◆ **Try it**:
Your response must be made up of each line in the data below that contains the string "push".

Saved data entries

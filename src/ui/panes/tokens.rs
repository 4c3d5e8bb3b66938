//! Token stream pane: one table row per token

use crate::parser::{Token, TokenKind};
use crate::ui::theme::DEFAULT_THEME;
use ratatui::{
    layout::{Constraint, Rect},
    style::{Modifier, Style},
    widgets::{Block, Borders, Cell, Paragraph, Row, Table},
    Frame,
};

fn kind_style(kind: TokenKind) -> Style {
    let color = match kind {
        TokenKind::DtChar
        | TokenKind::DtInt
        | TokenKind::DtFloat
        | TokenKind::DtString
        | TokenKind::DtBool => DEFAULT_THEME.type_name,
        TokenKind::LitStr | TokenKind::LitChar => DEFAULT_THEME.string,
        TokenKind::LitInt | TokenKind::LitFloat | TokenKind::LitTrue | TokenKind::LitFalse => {
            DEFAULT_THEME.number
        }
        TokenKind::Keyword => DEFAULT_THEME.macro_keyword,
        TokenKind::ReservedWord => DEFAULT_THEME.keyword,
        _ => DEFAULT_THEME.fg,
    };
    Style::default().fg(color)
}

/// Render the token table pane
pub fn render_tokens_pane(
    frame: &mut Frame,
    area: Rect,
    tokens: &[Token],
    is_focused: bool,
    scroll_offset: &mut usize,
) {
    let block = Block::default()
        .title(format!(" Tokens ({}) ", tokens.len()))
        .borders(Borders::ALL)
        .border_style(DEFAULT_THEME.border_style(is_focused));

    if tokens.is_empty() {
        let paragraph = Paragraph::new("(no tokens)")
            .block(block)
            .style(Style::default().fg(DEFAULT_THEME.comment));
        frame.render_widget(paragraph, area);
        return;
    }

    // Borders (2) and the header row (1)
    let visible_height = area.height.saturating_sub(3).max(1) as usize;

    if tokens.len() > visible_height {
        *scroll_offset = (*scroll_offset).min(tokens.len() - visible_height);
    } else {
        *scroll_offset = 0;
    }

    let rows: Vec<Row> = tokens
        .iter()
        .skip(*scroll_offset)
        .take(visible_height)
        .map(|token| {
            Row::new(vec![
                Cell::from(token.kind.name()).style(kind_style(token.kind)),
                Cell::from(token.text().to_string()),
                Cell::from(format!("{}:{}", token.location.line, token.location.column))
                    .style(Style::default().fg(DEFAULT_THEME.comment)),
            ])
        })
        .collect();

    let header = Row::new(vec!["Token type", "Token value", "Line:Col"]).style(
        Style::default()
            .fg(DEFAULT_THEME.primary)
            .add_modifier(Modifier::BOLD),
    );

    let widths = [
        Constraint::Length(14),
        Constraint::Min(12),
        Constraint::Length(9),
    ];

    let table = Table::new(rows, widths).header(header).block(block);
    frame.render_widget(table, area);
}
//! Rate graph construction and path resolution.
//!
//! Currencies are nodes and known conversion rates are directed, weighted
//! edges. For every configured edge with no configured reverse, the
//! reciprocal reverse edge is synthesized, so a one-way table still
//! connects both directions. Pairs without a direct edge are resolved by
//! enumerating every simple path between them and composing the rates of
//! the shortest one.

use std::collections::HashMap;
use std::fmt;

use crossrate_common::{Currency, CurrencyPair};
use serde::{Deserialize, Serialize};
use tracing::debug;

use crate::error::{FxError, FxResult};

/// A directed conversion edge: one unit of the base currency is worth
/// `rate` units of the quote currency.
#[derive(Debug, Clone, PartialEq, Serialize, Deserialize)]
pub struct RateEdge {
    /// The ordered pair this edge converts between.
    #[serde(flatten)]
    pub pair: CurrencyPair,
    /// Units of quote currency per unit of base currency.
    pub rate: f64,
}

impl RateEdge {
    /// Create a new edge.
    pub fn new(pair: CurrencyPair, rate: f64) -> Self {
        Self { pair, rate }
    }

    /// The reciprocal edge, converting quote back to base.
    pub fn reciprocal(&self) -> Self {
        Self {
            pair: self.pair.inverse(),
            rate: 1.0 / self.rate,
        }
    }
}

impl From<(&str, &str, f64)> for RateEdge {
    fn from((base, quote, rate): (&str, &str, f64)) -> Self {
        Self::new(
            CurrencyPair::new(Currency::new(base), Currency::new(quote)),
            rate,
        )
    }
}

impl fmt::Display for RateEdge {
    fn fmt(&self, f: &mut fmt::Formatter<'_>) -> fmt::Result {
        write!(f, "{} @ {}", self.pair, self.rate)
    }
}

/// An ordered chain of edges where each edge's quote currency is the next
/// edge's base currency and no currency appears twice.
#[derive(Debug, Clone, PartialEq)]
pub struct RatePath {
    edges: Vec<RateEdge>,
}

impl RatePath {
    fn new(edges: Vec<RateEdge>) -> Self {
        Self { edges }
    }

    /// The empty path used for same-currency resolutions.
    fn identity() -> Self {
        Self { edges: Vec::new() }
    }

    /// The edges of the path, in conversion order.
    pub fn edges(&self) -> &[RateEdge] {
        &self.edges
    }

    /// Number of edges in the path.
    pub fn hops(&self) -> usize {
        self.edges.len()
    }

    /// Whether the path has no edges.
    pub fn is_empty(&self) -> bool {
        self.edges.is_empty()
    }

    /// Product of the edge rates, accumulated in path order.
    ///
    /// Plain IEEE multiplication: the same path always yields the same
    /// bits, and the empty path yields exactly 1.0.
    pub fn derived_rate(&self) -> f64 {
        self.edges.iter().fold(1.0, |acc, edge| acc * edge.rate)
    }
}

impl fmt::Display for RatePath {
    fn fmt(&self, f: &mut fmt::Formatter<'_>) -> fmt::Result {
        if self.edges.is_empty() {
            return write!(f, "(identity)");
        }
        for (i, edge) in self.edges.iter().enumerate() {
            if i > 0 {
                write!(f, " -> ")?;
            }
            write!(f, "{}", edge)?;
        }
        Ok(())
    }
}

/// Outcome of resolving a currency pair against the graph.
#[derive(Debug, Clone, PartialEq)]
pub struct RateResolution {
    /// The queried pair.
    pub pair: CurrencyPair,
    /// Effective conversion rate for the pair.
    pub rate: f64,
    /// The path the rate was composed from; empty for identity.
    pub path: RatePath,
}

impl RateResolution {
    fn identity(pair: CurrencyPair) -> Self {
        Self {
            pair,
            rate: 1.0,
            path: RatePath::identity(),
        }
    }

    fn from_path(pair: CurrencyPair, path: RatePath) -> Self {
        Self {
            rate: path.derived_rate(),
            pair,
            path,
        }
    }
}

/// The set of known conversion edges, indexed for direct lookup and
/// ordered traversal.
///
/// Edges keep insertion order: configured edges first, then synthesized
/// reverses in derivation order. Traversal follows this ordering, so path
/// enumeration and tie-breaking between equal-length paths are
/// reproducible for a given configuration.
#[derive(Debug, Default)]
pub struct RateGraph {
    edges: Vec<RateEdge>,
    direct: HashMap<CurrencyPair, usize>,
    outgoing: HashMap<Currency, Vec<usize>>,
}

impl RateGraph {
    /// Build a graph from configured edges.
    ///
    /// Rejects self-loops, non-positive or non-finite rates, and duplicate
    /// ordered pairs. For every configured edge with no configured
    /// reverse, the reciprocal reverse edge is synthesized; synthesized
    /// edges are never themselves reversed.
    pub fn from_edges<I>(configured: I) -> FxResult<Self>
    where
        I: IntoIterator<Item = RateEdge>,
    {
        let mut graph = Self::default();

        for edge in configured {
            if edge.pair.base == edge.pair.quote {
                return Err(FxError::SelfLoopEdge(edge.pair.base));
            }
            if !edge.rate.is_finite() || edge.rate <= 0.0 {
                return Err(FxError::InvalidRate {
                    pair: edge.pair,
                    rate: edge.rate,
                });
            }
            graph.insert(edge)?;
        }

        let configured_count = graph.edges.len();
        for idx in 0..configured_count {
            let reverse_pair = graph.edges[idx].pair.inverse();
            if graph.direct.contains_key(&reverse_pair) {
                continue;
            }
            let reverse = graph.edges[idx].reciprocal();
            graph.insert(reverse)?;
        }

        debug!(
            configured = configured_count,
            total = graph.edges.len(),
            "rate graph built"
        );

        Ok(graph)
    }

    fn insert(&mut self, edge: RateEdge) -> FxResult<()> {
        if self.direct.contains_key(&edge.pair) {
            return Err(FxError::DuplicateEdge(edge.pair));
        }
        let idx = self.edges.len();
        self.direct.insert(edge.pair.clone(), idx);
        self.outgoing
            .entry(edge.pair.base.clone())
            .or_default()
            .push(idx);
        self.edges.push(edge);
        Ok(())
    }

    /// Total number of edges, including synthesized reverses.
    pub fn len(&self) -> usize {
        self.edges.len()
    }

    /// Whether the graph has no edges.
    pub fn is_empty(&self) -> bool {
        self.edges.is_empty()
    }

    /// O(1) lookup of a single configured or synthesized edge.
    pub fn direct_rate(&self, pair: &CurrencyPair) -> Option<&RateEdge> {
        self.direct.get(pair).map(|&idx| &self.edges[idx])
    }

    /// Every simple path from `from` to `to`, in traversal order.
    ///
    /// Depth-first over the outgoing edges of `from`. A path is recorded
    /// the moment it reaches `to` and is not extended past it; sibling
    /// branches keep being explored so shorter alternatives are not
    /// missed. Returns an empty vector when `from` has no outgoing edges
    /// or `to` is unreachable.
    pub fn all_paths(&self, from: &Currency, to: &Currency) -> Vec<RatePath> {
        let mut found = Vec::new();
        if from == to {
            return found;
        }
        let mut visited = vec![from.clone()];
        let mut trail = Vec::new();
        self.walk(from, to, &mut visited, &mut trail, &mut found);
        found
    }

    /// One DFS step: try every outgoing edge of `at` that does not revisit
    /// a currency already on the current branch. `visited` and `trail` are
    /// backtracked on return, so each branch sees only its own prefix.
    fn walk(
        &self,
        at: &Currency,
        to: &Currency,
        visited: &mut Vec<Currency>,
        trail: &mut Vec<usize>,
        found: &mut Vec<RatePath>,
    ) {
        let Some(candidates) = self.outgoing.get(at) else {
            return;
        };
        for &idx in candidates {
            let next = &self.edges[idx].pair.quote;
            if visited.contains(next) {
                continue;
            }
            trail.push(idx);
            if next == to {
                let edges = trail.iter().map(|&i| self.edges[i].clone()).collect();
                found.push(RatePath::new(edges));
            } else {
                visited.push(next.clone());
                self.walk(next, to, visited, trail, found);
                visited.pop();
            }
            trail.pop();
        }
    }

    /// The path with the fewest edges from `from` to `to`, if any.
    ///
    /// Ties go to the first such path in traversal order.
    pub fn shortest_path(&self, from: &Currency, to: &Currency) -> Option<RatePath> {
        let paths = self.all_paths(from, to);
        debug!(from = %from, to = %to, candidates = paths.len(), "enumerated conversion paths");
        paths.into_iter().min_by_key(RatePath::hops)
    }

    /// Resolve a pair to an effective rate.
    ///
    /// Same-currency queries resolve to 1.0 along the empty path without
    /// touching the graph, so they succeed even for currencies the table
    /// has never seen. Otherwise the direct edge wins, then the shortest
    /// composable path.
    pub fn resolve(&self, from: &Currency, to: &Currency) -> FxResult<RateResolution> {
        let pair = CurrencyPair::new(from.clone(), to.clone());

        if from == to {
            return Ok(RateResolution::identity(pair));
        }

        if let Some(edge) = self.direct_rate(&pair) {
            return Ok(RateResolution::from_path(
                pair,
                RatePath::new(vec![edge.clone()]),
            ));
        }

        match self.shortest_path(from, to) {
            Some(path) => Ok(RateResolution::from_path(pair, path)),
            None => Err(FxError::NoConversionPath {
                from: from.clone(),
                to: to.clone(),
            }),
        }
    }
}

◆ **Worked solution**:
            .push(idx);
        self.edges.push(edge);
            trail.push(idx);
                found.push(RatePath::new(edges));
                visited.push(next.clone());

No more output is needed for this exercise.